The questionnaire is about diagnosis, care and treatment for leukemia.

Its purpose is to provide information to help us understand the key issues, experiences, and unmet needs for leukemia patients and their carers.

Taking part in this survey is voluntary and should take around 20 min to complete. 


The questions should be answered by the person who is caring for someone with leukemia and should represent his/her own point of view.

Once you click on the link you will be able to access the questionnaire in various languages (English, Arabic, Brazilian Portuguese, French, German, Hebrew, Italian, Korean, Simplified Chinese, Spanish and Russian). NOTE: TRANSLATIONS WILL BE AVAILABLE DURING THE MONTH OF JUNE.



The questions was answered by the person who has been diagnosed with leukemia. If help is given to complete the questionnaire, the answers should be given from the point of view of the person diagnosed with leukemia – not the point of view of the person who is helping.
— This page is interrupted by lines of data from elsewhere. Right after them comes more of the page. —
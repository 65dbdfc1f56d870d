// Signer - sr25519 / ed25519 transaction signing and the development keyring

use crate::chain::primitives::{decode_hex, AccountId32};
use codec::{Decode, Encode};
use ed25519_dalek::Signer as _;
use schnorrkel::derive::ChainCode;
use schnorrkel::{ExpansionMode, MiniSecretKey};
use std::fmt;
use std::str::FromStr;

/// Signing context used by substrate for sr25519
const SIGNING_CONTEXT: &[u8] = b"substrate";

/// Domain separator for ed25519 hard derivation
const ED25519_HDKD: &str = "Ed25519HDKD";

/// Signature attached to an extrinsic
#[derive(Debug, Clone, PartialEq, Eq, Encode, Decode)]
pub enum MultiSignature {
    Ed25519([u8; 64]),
    Sr25519([u8; 64]),
}

/// Anything that can sign an extrinsic payload
pub trait Signer: Send + Sync {
    fn account_id(&self) -> AccountId32;

    fn sign(&self, payload: &[u8]) -> MultiSignature;
}

// =============================================================================
// SR25519
// =============================================================================

/// sr25519 key pair (the substrate default)
#[derive(Clone)]
pub struct Sr25519Signer {
    keypair: schnorrkel::Keypair,
}

impl Sr25519Signer {
    /// Key pair from a 32-byte mini secret ("secret seed")
    pub fn from_seed(seed: [u8; 32]) -> Result<Self, SignerError> {
        let mini = MiniSecretKey::from_bytes(&seed).map_err(|e| SignerError::InvalidSeed(e.to_string()))?;
        Ok(Self {
            keypair: mini.expand_to_keypair(ExpansionMode::Ed25519),
        })
    }

    /// Hard-derive a child key (`//junction`)
    pub fn derive_hard(&self, junction: &str) -> Self {
        let chain_code = ChainCode(junction_chain_code(junction));
        let (mini, _) = self.keypair.secret.hard_derive_mini_secret_key(Some(chain_code), b"");
        Self {
            keypair: mini.expand_to_keypair(ExpansionMode::Ed25519),
        }
    }

    /// Parse `//Alice`, `//Alice//stash` or `0x<seed>//junction`
    pub fn from_uri(uri: &str) -> Result<Self, SignerError> {
        let (root, junctions) = split_uri(uri)?;
        let mut signer = match root {
            Some(seed) => Self::from_seed(seed)?,
            None => {
                let first = junctions
                    .first()
                    .ok_or_else(|| SignerError::InvalidUri(uri.to_string()))?;
                DevAccount::from_str(first)?.sr25519()?
            }
        };

        let skip = if root.is_some() { 0 } else { 1 };
        for junction in junctions.iter().skip(skip) {
            signer = signer.derive_hard(junction);
        }
        Ok(signer)
    }

    pub fn public_key(&self) -> [u8; 32] {
        self.keypair.public.to_bytes()
    }
}

impl Signer for Sr25519Signer {
    fn account_id(&self) -> AccountId32 {
        AccountId32::from_bytes(self.public_key())
    }

    fn sign(&self, payload: &[u8]) -> MultiSignature {
        let context = schnorrkel::signing_context(SIGNING_CONTEXT);
        let signature = self.keypair.sign(context.bytes(payload));
        MultiSignature::Sr25519(signature.to_bytes())
    }
}

impl fmt::Debug for Sr25519Signer {
    fn fmt(&self, f: &mut fmt::Formatter) -> fmt::Result {
        write!(f, "Sr25519Signer({})", self.account_id())
    }
}

// =============================================================================
// ED25519
// =============================================================================

/// ed25519 key pair
#[derive(Clone)]
pub struct Ed25519Signer {
    seed: [u8; 32],
    key: ed25519_dalek::SigningKey,
}

impl Ed25519Signer {
    pub fn from_seed(seed: [u8; 32]) -> Self {
        Self {
            seed,
            key: ed25519_dalek::SigningKey::from_bytes(&seed),
        }
    }

    /// Fresh random key
    pub fn generate() -> Self {
        let key = ed25519_dalek::SigningKey::generate(&mut rand::rngs::OsRng);
        Self { seed: key.to_bytes(), key }
    }

    /// Hard-derive a child key (`//junction`)
    pub fn derive_hard(&self, junction: &str) -> Self {
        let chain_code = junction_chain_code(junction);
        let seed = sp_crypto_hashing::blake2_256(&(ED25519_HDKD, self.seed, chain_code).encode());
        Self::from_seed(seed)
    }
}

impl Signer for Ed25519Signer {
    fn account_id(&self) -> AccountId32 {
        AccountId32::from_bytes(self.key.verifying_key().to_bytes())
    }

    fn sign(&self, payload: &[u8]) -> MultiSignature {
        MultiSignature::Ed25519(self.key.sign(payload).to_bytes())
    }
}

impl fmt::Debug for Ed25519Signer {
    fn fmt(&self, f: &mut fmt::Formatter) -> fmt::Result {
        write!(f, "Ed25519Signer({})", self.account_id())
    }
}

// =============================================================================
// DEVELOPMENT KEYRING
// =============================================================================

/// Well-known development accounts, one per authority role
#[derive(Debug, Clone, Copy, PartialEq, Eq, Hash)]
pub enum DevAccount {
    Alice,
    Bob,
    Charlie,
    Dave,
    Eve,
    Ferdie,
}

impl DevAccount {
    pub const ALL: [DevAccount; 6] = [
        DevAccount::Alice,
        DevAccount::Bob,
        DevAccount::Charlie,
        DevAccount::Dave,
        DevAccount::Eve,
        DevAccount::Ferdie,
    ];

    pub fn name(&self) -> &'static str {
        match self {
            DevAccount::Alice => "Alice",
            DevAccount::Bob => "Bob",
            DevAccount::Charlie => "Charlie",
            DevAccount::Dave => "Dave",
            DevAccount::Eve => "Eve",
            DevAccount::Ferdie => "Ferdie",
        }
    }

    /// sr25519 mini secret of `<dev phrase>//<Name>`
    fn seed_hex(&self) -> &'static str {
        match self {
            DevAccount::Alice => "e5be9a5092b81bca64be81d212e7f2f9eba183bb7a797fbae21af5b1c2cb2c6e",
            DevAccount::Bob => "398f0c28f98885e046333d4a41c19cee4c37368a9832c6502f6cfd182e2aef89",
            DevAccount::Charlie => "bc1ede780f784bb6991a585e4f6e61522c14e1cae6ad0895fb57b9a205a8f938",
            DevAccount::Dave => "868020ae0687dda7d57565093a69090211449845a7e11453612800b663307246",
            DevAccount::Eve => "786ad0e2df456fe43dd1f91ebca22e235bc162e0bb8d53c633e8c85b2af68b7a",
            DevAccount::Ferdie => "42438b7883391c05512a938e36c2df0131e088b54dd04b6c9cb6ab4ea2b9aed2",
        }
    }

    pub fn seed(&self) -> Result<[u8; 32], SignerError> {
        let bytes = hex::decode(self.seed_hex()).map_err(|e| SignerError::InvalidSeed(e.to_string()))?;
        bytes
            .try_into()
            .map_err(|_| SignerError::InvalidSeed(self.name().to_string()))
    }

    pub fn sr25519(&self) -> Result<Sr25519Signer, SignerError> {
        Sr25519Signer::from_seed(self.seed()?)
    }

    /// `//Name//stash`
    pub fn stash(&self) -> Result<Sr25519Signer, SignerError> {
        Ok(self.sr25519()?.derive_hard("stash"))
    }

    pub fn account_id(&self) -> Result<AccountId32, SignerError> {
        Ok(self.sr25519()?.account_id())
    }
}

impl FromStr for DevAccount {
    type Err = SignerError;

    fn from_str(s: &str) -> Result<Self, Self::Err> {
        DevAccount::ALL
            .iter()
            .find(|a| a.name().eq_ignore_ascii_case(s))
            .copied()
            .ok_or_else(|| SignerError::UnknownDevAccount(s.to_string()))
    }
}

impl fmt::Display for DevAccount {
    fn fmt(&self, f: &mut fmt::Formatter) -> fmt::Result {
        write!(f, "{}", self.name())
    }
}

/// Chain code of a derivation junction: numeric junctions encode as u64,
/// others as a SCALE string; longer than 32 bytes are hashed
fn junction_chain_code(junction: &str) -> [u8; 32] {
    let encoded = match junction.parse::<u64>() {
        Ok(n) => n.encode(),
        Err(_) => junction.encode(),
    };

    let mut cc = [0u8; 32];
    if encoded.len() > 32 {
        cc = sp_crypto_hashing::blake2_256(&encoded);
    } else {
        cc[..encoded.len()].copy_from_slice(&encoded);
    }
    cc
}

/// Split a URI into an optional hex seed and its hard junctions
fn split_uri(uri: &str) -> Result<(Option<[u8; 32]>, Vec<String>), SignerError> {
    let (root, path) = match uri.find("//") {
        Some(pos) => (&uri[..pos], &uri[pos..]),
        None => (uri, ""),
    };

    if path.contains('/') && path.split("//").any(|j| j.contains('/')) {
        return Err(SignerError::SoftDerivation(uri.to_string()));
    }

    let junctions: Vec<String> = path
        .split("//")
        .filter(|j| !j.is_empty())
        .map(str::to_string)
        .collect();

    let seed = if root.is_empty() {
        None
    } else {
        let bytes = decode_hex(root).map_err(|_| SignerError::InvalidUri(uri.to_string()))?;
        let seed: [u8; 32] = bytes
            .try_into()
            .map_err(|_| SignerError::InvalidSeed(format!("{} is not 32 bytes", root)))?;
        Some(seed)
    };

    Ok((seed, junctions))
}

/// Signer errors
#[derive(Debug, thiserror::Error)]
pub enum SignerError {
    #[error("Invalid seed: {0}")]
    InvalidSeed(String),

    #[error("Invalid secret URI: {0}")]
    InvalidUri(String),

    #[error("Soft derivation is not supported: {0}")]
    SoftDerivation(String),

    #[error("Unknown development account: {0}")]
    UnknownDevAccount(String),
}

#[cfg(test)]
mod tests {
    use super::*;
    use schnorrkel::{PublicKey, Signature};

    const ALICE_PUBLIC: &str = "d43593c715fdd31c61141abd04a99fd6822c8558854ccde39a5684e7a56da27d";
    const BOB_PUBLIC: &str = "8eaf04151687736326c9fea17e25fc5287613693c912909cb226aa4794f26a48";

    #[test]
    fn test_dev_accounts_match_well_known_keys() {
        assert_eq!(hex::encode(DevAccount::Alice.sr25519().unwrap().public_key()), ALICE_PUBLIC);
        assert_eq!(hex::encode(DevAccount::Bob.sr25519().unwrap().public_key()), BOB_PUBLIC);
        assert_eq!(
            DevAccount::Alice.account_id().unwrap().to_string(),
            "5GrwvaEF5zXb26Fz9rcQpDWS57CtERHpNehXCPcNoHGKutQY"
        );
    }

    #[test]
    fn test_sr25519_signature_verifies() {
        let signer = DevAccount::Alice.sr25519().unwrap();
        let payload = b"transfer payload";
        let MultiSignature::Sr25519(bytes) = signer.sign(payload) else {
            panic!("expected sr25519 signature");
        };

        let public = PublicKey::from_bytes(&signer.public_key()).unwrap();
        let signature = Signature::from_bytes(&bytes).unwrap();
        let context = schnorrkel::signing_context(SIGNING_CONTEXT);
        assert!(public.verify(context.bytes(payload), &signature).is_ok());
    }

    #[test]
    fn test_uri_parsing_and_derivation() {
        let alice = Sr25519Signer::from_uri("//Alice").unwrap();
        assert_eq!(alice.account_id(), DevAccount::Alice.account_id().unwrap());

        let stash = Sr25519Signer::from_uri("//Alice//stash").unwrap();
        assert_eq!(stash.account_id(), DevAccount::Alice.stash().unwrap().account_id());
        assert_ne!(stash.account_id(), alice.account_id());

        let seeded = Sr25519Signer::from_uri(&format!("0x{}", DevAccount::Bob.seed_hex())).unwrap();
        assert_eq!(seeded.account_id(), DevAccount::Bob.account_id().unwrap());

        assert!(Sr25519Signer::from_uri("//Mallory").is_err());
        assert!(Sr25519Signer::from_uri("//Alice/soft").is_err());
        assert!(Sr25519Signer::from_uri("0x1234").is_err());
    }

    #[test]
    fn test_junction_chain_codes() {
        let numeric = junction_chain_code("7");
        assert_eq!(&numeric[..8], &7u64.to_le_bytes());

        let named = junction_chain_code("stash");
        assert_eq!(named[0], 5 << 2);
        assert_eq!(&named[1..6], b"stash");

        let long = "x".repeat(40);
        assert_eq!(junction_chain_code(&long), sp_crypto_hashing::blake2_256(&long.encode()));
    }

    #[test]
    fn test_ed25519_signing_and_derivation() {
        let signer = Ed25519Signer::from_seed([3u8; 32]);
        let MultiSignature::Ed25519(bytes) = signer.sign(b"payload") else {
            panic!("expected ed25519 signature");
        };
        let signature = ed25519_dalek::Signature::from_bytes(&bytes);
        let verifying = ed25519_dalek::VerifyingKey::from_bytes(signer.account_id().as_bytes()).unwrap();
        assert!(verifying.verify_strict(b"payload", &signature).is_ok());

        let child = signer.derive_hard("1");
        assert_ne!(child.account_id(), signer.account_id());
        assert_eq!(child.account_id(), signer.derive_hard("1").account_id());
    }

    #[test]
    fn test_multi_signature_encoding() {
        assert_eq!(MultiSignature::Ed25519([0u8; 64]).encode()[0], 0);
        assert_eq!(MultiSignature::Sr25519([0u8; 64]).encode()[0], 1);
        assert_eq!(MultiSignature::Sr25519([0u8; 64]).encode().len(), 65);
    }
}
The survey is now closed and we are in the process of analyzing the data from 2629 leukemia patients from 79 countries. THANKS FOR PARTICIPATING !


In 2018, ALAN successfully ran the Global Quality of Life Survey, collecting over 500 responses from around the world. The results have been presented at numerous conferences as abstracts and posters and it informed our policy work.

This year, ALAN has greater aspirations, and has partnered with CLLAN and CMLAN to build a global picture of the experiences of people with ALL, AML CLL and CML and their carers, friends and family. Our aim is to understand the key issues, experiences and unmet needs for leukemia patients.


  • To identify priority topics, assess areas of change (since the ALAN 2019 survey) including (but not limited to) COVID.
  • Create further evidence about patient experience and quality of life at different points in the acute leukemia patient journey.
  • Include a carer cohort – to evidence the impact from their perspective
  • Aid patient advocates and advocacy groups to inform and influence stakeholder communities, industry, and policy makers – enabling evidence-based advocacy.
  • Help to identify and communicate the varying levels of information, care and support available for patients and caregivers.